Task description:
Search the entries for the word "peak" and report each line that has it.

Recorded data:

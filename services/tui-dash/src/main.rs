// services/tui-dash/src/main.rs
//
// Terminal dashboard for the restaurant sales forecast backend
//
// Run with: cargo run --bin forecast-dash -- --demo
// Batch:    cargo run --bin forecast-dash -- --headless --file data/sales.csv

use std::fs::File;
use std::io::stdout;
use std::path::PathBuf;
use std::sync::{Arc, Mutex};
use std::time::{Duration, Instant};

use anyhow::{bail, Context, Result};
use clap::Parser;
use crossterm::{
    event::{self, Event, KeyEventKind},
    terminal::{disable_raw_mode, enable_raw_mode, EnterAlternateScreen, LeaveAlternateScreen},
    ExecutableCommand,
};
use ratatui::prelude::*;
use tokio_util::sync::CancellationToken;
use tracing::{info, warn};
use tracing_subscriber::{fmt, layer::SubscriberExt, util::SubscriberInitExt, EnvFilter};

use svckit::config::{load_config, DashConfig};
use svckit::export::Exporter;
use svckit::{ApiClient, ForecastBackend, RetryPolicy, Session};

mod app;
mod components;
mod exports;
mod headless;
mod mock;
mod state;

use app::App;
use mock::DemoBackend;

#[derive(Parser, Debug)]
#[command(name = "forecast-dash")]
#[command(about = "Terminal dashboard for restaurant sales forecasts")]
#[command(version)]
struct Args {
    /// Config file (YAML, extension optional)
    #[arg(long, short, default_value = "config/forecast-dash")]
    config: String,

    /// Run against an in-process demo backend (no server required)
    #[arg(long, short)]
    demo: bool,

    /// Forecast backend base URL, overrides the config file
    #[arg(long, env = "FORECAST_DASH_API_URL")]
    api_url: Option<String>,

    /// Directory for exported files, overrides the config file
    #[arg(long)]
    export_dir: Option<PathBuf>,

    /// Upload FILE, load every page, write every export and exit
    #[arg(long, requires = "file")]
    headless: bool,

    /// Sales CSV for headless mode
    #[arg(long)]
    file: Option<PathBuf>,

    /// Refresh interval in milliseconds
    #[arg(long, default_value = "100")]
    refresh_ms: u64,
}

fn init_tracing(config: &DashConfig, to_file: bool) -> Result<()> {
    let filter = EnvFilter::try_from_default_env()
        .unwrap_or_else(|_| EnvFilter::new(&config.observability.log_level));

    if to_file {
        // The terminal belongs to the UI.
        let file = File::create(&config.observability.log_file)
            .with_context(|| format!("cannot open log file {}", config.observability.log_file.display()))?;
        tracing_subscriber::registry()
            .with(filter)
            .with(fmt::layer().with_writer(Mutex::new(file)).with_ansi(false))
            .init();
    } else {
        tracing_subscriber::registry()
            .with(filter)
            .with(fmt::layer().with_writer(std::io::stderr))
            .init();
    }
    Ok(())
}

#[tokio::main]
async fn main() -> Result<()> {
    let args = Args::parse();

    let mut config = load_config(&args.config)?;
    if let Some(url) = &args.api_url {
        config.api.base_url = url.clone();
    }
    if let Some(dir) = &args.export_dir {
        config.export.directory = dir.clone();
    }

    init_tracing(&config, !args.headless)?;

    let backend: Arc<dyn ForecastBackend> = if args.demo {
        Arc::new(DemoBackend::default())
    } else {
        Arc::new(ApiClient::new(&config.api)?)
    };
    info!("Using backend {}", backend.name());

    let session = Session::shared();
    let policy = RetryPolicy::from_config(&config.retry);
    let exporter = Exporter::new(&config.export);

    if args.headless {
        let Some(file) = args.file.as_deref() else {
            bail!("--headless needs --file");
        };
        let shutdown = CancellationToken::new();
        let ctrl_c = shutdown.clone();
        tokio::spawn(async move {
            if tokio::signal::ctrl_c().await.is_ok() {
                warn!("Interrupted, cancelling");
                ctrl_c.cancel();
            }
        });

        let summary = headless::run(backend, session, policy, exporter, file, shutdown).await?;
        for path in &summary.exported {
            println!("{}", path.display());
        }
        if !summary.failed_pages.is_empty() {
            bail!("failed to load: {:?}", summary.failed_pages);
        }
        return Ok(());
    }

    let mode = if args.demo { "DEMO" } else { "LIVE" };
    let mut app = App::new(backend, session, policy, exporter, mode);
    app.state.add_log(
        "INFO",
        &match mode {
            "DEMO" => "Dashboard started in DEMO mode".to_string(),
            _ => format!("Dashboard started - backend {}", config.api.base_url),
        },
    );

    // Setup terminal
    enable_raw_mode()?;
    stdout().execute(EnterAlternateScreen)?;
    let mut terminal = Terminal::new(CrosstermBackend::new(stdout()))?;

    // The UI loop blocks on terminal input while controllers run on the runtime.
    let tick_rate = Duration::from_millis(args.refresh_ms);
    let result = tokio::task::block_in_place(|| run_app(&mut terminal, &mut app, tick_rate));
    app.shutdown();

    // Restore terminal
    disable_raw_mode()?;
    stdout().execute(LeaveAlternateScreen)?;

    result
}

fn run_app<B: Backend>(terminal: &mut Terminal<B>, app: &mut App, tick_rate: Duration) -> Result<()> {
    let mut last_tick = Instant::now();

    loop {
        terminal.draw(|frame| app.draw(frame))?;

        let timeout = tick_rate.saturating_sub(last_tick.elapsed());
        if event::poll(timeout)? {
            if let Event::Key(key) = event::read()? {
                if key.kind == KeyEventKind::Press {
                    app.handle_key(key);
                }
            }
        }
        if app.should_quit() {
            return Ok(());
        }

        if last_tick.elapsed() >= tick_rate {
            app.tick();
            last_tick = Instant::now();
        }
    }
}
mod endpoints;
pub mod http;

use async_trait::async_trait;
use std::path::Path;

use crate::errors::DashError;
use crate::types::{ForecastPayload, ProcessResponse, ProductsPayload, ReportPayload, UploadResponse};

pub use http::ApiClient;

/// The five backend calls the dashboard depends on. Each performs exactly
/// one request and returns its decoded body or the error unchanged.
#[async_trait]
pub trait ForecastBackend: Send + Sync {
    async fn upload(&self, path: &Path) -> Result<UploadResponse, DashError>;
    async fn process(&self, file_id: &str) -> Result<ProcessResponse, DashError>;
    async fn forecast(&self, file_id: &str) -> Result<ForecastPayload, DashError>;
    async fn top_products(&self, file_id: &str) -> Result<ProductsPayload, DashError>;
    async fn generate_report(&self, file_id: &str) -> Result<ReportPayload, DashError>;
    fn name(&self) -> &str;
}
* * *
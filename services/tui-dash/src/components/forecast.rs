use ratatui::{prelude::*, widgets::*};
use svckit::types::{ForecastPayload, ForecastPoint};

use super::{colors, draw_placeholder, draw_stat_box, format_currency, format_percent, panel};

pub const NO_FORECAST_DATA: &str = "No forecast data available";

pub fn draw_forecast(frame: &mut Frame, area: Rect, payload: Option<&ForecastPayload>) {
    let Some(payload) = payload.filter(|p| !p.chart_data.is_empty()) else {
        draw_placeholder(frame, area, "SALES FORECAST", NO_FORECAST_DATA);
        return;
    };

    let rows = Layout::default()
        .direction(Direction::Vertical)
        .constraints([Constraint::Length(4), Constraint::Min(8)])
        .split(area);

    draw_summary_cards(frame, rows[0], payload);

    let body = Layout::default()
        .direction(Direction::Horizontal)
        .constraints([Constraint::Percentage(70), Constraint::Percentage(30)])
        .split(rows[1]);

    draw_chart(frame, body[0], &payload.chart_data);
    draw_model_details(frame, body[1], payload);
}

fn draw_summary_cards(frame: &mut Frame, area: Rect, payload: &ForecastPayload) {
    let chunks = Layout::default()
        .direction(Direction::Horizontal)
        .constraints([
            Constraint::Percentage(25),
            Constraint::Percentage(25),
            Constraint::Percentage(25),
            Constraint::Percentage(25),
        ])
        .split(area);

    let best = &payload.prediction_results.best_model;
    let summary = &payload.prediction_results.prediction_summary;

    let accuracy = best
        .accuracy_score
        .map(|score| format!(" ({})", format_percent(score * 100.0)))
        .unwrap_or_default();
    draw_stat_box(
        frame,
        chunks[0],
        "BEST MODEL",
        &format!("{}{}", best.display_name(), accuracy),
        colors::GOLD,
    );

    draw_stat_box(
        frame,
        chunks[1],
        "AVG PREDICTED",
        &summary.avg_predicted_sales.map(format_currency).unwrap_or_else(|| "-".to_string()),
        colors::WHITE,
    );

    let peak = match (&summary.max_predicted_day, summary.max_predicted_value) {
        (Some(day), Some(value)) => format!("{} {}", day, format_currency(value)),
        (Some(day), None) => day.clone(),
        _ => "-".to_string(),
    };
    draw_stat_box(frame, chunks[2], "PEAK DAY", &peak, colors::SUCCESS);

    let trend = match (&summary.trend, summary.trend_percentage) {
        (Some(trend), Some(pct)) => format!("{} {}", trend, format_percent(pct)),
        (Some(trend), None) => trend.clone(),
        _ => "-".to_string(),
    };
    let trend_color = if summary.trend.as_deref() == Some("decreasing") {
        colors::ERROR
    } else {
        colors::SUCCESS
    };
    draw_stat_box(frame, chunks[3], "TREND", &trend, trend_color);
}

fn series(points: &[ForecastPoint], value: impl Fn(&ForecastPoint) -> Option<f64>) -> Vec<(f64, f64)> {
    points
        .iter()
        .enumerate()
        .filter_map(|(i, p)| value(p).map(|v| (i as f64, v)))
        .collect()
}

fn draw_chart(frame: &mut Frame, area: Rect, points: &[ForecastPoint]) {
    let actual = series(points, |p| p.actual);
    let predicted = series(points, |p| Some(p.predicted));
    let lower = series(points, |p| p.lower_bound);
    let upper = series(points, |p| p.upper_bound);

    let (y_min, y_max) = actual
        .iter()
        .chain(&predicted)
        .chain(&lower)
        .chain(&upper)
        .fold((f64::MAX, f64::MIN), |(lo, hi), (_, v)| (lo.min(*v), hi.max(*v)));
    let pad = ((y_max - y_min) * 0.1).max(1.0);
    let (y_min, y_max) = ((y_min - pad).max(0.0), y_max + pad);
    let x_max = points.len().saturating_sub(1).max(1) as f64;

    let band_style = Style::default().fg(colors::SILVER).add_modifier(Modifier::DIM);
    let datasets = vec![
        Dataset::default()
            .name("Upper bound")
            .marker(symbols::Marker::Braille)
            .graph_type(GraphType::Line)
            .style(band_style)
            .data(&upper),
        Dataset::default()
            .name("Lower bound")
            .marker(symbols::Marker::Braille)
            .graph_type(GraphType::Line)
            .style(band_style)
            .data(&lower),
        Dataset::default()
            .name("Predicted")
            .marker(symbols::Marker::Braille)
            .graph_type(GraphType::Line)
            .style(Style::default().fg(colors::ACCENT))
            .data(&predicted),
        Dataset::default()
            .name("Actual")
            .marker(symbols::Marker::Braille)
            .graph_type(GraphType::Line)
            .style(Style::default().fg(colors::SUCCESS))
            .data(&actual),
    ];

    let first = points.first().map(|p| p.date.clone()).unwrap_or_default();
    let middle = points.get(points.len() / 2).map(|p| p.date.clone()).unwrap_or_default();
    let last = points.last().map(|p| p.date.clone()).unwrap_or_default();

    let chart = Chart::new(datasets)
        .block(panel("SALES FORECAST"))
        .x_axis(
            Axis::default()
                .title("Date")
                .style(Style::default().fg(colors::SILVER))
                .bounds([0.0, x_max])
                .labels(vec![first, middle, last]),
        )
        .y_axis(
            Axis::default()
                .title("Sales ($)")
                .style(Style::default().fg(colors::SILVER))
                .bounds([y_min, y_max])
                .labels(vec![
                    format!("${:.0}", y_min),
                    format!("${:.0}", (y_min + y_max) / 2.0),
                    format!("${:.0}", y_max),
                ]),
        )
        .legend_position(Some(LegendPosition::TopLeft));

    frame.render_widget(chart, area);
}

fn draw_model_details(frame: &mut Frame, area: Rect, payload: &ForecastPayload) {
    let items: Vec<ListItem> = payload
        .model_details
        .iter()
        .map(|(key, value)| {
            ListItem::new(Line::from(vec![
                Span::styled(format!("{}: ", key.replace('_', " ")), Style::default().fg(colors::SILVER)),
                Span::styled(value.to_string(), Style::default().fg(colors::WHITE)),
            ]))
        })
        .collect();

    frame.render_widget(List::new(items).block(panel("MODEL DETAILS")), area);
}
---
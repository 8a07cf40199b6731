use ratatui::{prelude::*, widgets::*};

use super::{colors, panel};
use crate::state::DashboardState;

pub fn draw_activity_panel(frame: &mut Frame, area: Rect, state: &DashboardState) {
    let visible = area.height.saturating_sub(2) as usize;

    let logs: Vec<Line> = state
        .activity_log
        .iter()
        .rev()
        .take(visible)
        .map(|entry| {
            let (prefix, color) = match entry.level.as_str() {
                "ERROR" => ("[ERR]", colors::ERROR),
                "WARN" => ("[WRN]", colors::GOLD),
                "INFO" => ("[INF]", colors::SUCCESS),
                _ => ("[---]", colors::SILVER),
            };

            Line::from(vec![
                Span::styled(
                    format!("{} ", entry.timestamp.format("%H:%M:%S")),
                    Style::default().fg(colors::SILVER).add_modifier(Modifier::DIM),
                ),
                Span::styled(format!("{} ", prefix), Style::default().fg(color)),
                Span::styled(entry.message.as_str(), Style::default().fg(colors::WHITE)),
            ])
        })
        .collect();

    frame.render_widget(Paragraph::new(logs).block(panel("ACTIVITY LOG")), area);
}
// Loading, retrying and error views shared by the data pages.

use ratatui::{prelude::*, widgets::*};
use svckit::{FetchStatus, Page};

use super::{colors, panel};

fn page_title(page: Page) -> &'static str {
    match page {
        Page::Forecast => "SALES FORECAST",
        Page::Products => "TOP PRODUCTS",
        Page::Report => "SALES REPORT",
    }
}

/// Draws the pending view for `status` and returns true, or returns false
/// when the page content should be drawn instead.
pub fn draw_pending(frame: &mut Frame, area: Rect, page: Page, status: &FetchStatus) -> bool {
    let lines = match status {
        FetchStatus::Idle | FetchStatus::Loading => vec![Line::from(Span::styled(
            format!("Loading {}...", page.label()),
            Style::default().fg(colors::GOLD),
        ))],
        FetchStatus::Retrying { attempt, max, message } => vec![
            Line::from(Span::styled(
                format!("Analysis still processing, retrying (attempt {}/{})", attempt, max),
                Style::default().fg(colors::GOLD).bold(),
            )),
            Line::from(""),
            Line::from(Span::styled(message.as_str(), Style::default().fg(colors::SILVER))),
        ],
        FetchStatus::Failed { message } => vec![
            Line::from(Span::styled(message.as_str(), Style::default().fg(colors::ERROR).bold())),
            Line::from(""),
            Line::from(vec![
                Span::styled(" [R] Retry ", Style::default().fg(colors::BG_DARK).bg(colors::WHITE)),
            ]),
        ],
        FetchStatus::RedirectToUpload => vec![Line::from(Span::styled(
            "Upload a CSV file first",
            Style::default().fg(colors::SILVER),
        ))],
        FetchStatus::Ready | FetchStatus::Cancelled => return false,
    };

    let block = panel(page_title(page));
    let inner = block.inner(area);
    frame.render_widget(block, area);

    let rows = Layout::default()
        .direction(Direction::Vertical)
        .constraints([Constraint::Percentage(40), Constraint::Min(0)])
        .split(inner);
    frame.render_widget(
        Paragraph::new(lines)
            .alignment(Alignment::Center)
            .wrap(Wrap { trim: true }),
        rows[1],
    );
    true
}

Solution to this task:
    let peak = match (&summary.max_predicted_day, summary.max_predicted_value) {
    draw_stat_box(frame, chunks[2], "PEAK DAY", &peak, colors::SUCCESS);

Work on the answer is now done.